> _TASK_: Return all the lines below in which the string "trim" appears.

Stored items
┄┄┄┄┄┄┄┄┄┄┄┄┄┄┄┄┄┄┄┄
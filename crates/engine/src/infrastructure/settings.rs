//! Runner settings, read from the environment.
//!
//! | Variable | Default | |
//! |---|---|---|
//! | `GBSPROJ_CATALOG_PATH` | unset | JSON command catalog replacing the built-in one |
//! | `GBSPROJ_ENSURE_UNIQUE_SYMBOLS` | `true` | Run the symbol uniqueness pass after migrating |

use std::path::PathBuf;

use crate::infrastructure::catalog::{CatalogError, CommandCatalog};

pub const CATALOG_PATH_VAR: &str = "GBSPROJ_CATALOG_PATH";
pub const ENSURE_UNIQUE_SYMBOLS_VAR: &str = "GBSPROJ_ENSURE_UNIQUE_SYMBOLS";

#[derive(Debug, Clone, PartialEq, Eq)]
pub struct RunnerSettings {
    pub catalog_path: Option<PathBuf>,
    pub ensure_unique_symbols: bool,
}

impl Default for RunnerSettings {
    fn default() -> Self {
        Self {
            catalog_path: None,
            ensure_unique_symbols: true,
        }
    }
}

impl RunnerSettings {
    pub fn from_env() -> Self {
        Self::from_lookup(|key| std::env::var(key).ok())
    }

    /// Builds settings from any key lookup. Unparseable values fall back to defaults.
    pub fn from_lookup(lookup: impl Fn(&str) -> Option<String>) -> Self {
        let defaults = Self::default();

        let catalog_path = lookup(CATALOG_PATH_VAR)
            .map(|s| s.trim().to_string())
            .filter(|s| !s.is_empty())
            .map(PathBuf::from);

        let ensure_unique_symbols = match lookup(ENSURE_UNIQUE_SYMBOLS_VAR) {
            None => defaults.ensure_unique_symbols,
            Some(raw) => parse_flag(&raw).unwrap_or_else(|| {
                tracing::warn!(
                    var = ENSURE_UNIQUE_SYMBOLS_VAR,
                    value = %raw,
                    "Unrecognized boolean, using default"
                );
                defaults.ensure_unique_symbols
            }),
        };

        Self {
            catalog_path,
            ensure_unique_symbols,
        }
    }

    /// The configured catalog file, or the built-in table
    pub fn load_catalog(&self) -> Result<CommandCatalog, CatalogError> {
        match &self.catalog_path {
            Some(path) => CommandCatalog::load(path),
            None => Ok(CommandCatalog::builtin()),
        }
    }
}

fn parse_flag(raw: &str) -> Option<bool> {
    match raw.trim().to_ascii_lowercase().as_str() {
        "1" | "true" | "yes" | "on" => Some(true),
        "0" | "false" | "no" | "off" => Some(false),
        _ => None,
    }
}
┄┄┄┄┄┄┄┄┄┄┄┄┄┄┄┄┄┄┄┄
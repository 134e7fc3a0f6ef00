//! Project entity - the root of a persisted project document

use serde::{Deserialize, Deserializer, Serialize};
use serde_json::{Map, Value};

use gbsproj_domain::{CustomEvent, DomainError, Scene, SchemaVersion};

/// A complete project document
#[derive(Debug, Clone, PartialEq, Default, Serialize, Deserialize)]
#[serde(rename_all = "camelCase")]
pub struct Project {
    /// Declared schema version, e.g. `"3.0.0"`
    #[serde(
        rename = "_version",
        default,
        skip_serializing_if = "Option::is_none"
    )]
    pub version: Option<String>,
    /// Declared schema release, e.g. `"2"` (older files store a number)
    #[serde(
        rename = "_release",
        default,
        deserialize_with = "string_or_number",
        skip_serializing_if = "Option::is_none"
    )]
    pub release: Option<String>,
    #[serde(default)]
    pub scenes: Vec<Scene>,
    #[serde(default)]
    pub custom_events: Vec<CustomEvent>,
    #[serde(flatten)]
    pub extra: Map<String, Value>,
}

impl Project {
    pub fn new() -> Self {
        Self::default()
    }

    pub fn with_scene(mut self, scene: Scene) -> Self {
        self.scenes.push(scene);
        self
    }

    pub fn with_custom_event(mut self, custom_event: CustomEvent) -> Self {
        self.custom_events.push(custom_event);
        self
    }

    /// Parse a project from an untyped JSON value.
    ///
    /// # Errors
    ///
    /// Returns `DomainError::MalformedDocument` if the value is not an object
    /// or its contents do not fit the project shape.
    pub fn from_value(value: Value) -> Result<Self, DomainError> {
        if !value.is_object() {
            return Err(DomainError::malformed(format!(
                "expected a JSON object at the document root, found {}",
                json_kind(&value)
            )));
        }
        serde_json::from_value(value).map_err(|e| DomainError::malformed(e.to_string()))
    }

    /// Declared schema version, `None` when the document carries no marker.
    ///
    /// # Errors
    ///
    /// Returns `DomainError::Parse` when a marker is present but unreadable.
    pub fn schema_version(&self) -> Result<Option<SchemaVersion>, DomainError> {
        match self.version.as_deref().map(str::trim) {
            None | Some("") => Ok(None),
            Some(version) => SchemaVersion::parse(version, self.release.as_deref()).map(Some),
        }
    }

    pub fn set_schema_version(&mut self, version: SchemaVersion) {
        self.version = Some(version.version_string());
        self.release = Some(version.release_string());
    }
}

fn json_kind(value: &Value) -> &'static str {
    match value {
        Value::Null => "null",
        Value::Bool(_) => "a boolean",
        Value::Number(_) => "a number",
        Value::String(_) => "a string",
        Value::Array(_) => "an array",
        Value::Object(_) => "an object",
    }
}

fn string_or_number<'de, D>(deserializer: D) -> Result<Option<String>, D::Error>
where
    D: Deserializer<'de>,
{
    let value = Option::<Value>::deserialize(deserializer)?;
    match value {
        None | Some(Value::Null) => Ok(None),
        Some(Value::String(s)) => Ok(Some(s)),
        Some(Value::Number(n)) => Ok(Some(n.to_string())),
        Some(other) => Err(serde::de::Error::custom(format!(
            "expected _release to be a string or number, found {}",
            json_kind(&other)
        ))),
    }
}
┄┄┄┄┄┄┄┄┄┄┄┄┄┄┄┄┄┄┄┄
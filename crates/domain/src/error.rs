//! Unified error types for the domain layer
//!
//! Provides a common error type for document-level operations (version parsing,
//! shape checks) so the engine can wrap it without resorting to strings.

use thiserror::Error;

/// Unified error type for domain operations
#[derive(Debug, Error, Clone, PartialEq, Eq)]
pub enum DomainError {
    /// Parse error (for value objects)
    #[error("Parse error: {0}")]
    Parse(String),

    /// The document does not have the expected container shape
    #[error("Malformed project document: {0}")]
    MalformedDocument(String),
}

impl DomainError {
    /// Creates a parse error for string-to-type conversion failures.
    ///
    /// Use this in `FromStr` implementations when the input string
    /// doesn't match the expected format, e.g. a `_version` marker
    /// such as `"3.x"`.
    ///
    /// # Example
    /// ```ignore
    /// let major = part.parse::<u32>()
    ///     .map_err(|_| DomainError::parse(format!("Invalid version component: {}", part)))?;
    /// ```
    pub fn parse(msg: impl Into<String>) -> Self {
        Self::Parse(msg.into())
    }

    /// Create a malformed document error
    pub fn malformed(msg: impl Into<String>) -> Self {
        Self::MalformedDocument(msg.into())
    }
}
┄┄┄┄┄┄┄┄┄┄┄┄┄┄┄┄┄┄┄┄
> _FINAL ANSWER_:
            .map(|s| s.trim().to_string())
    match raw.trim().to_ascii_lowercase().as_str() {
        match self.version.as_deref().map(str::trim) {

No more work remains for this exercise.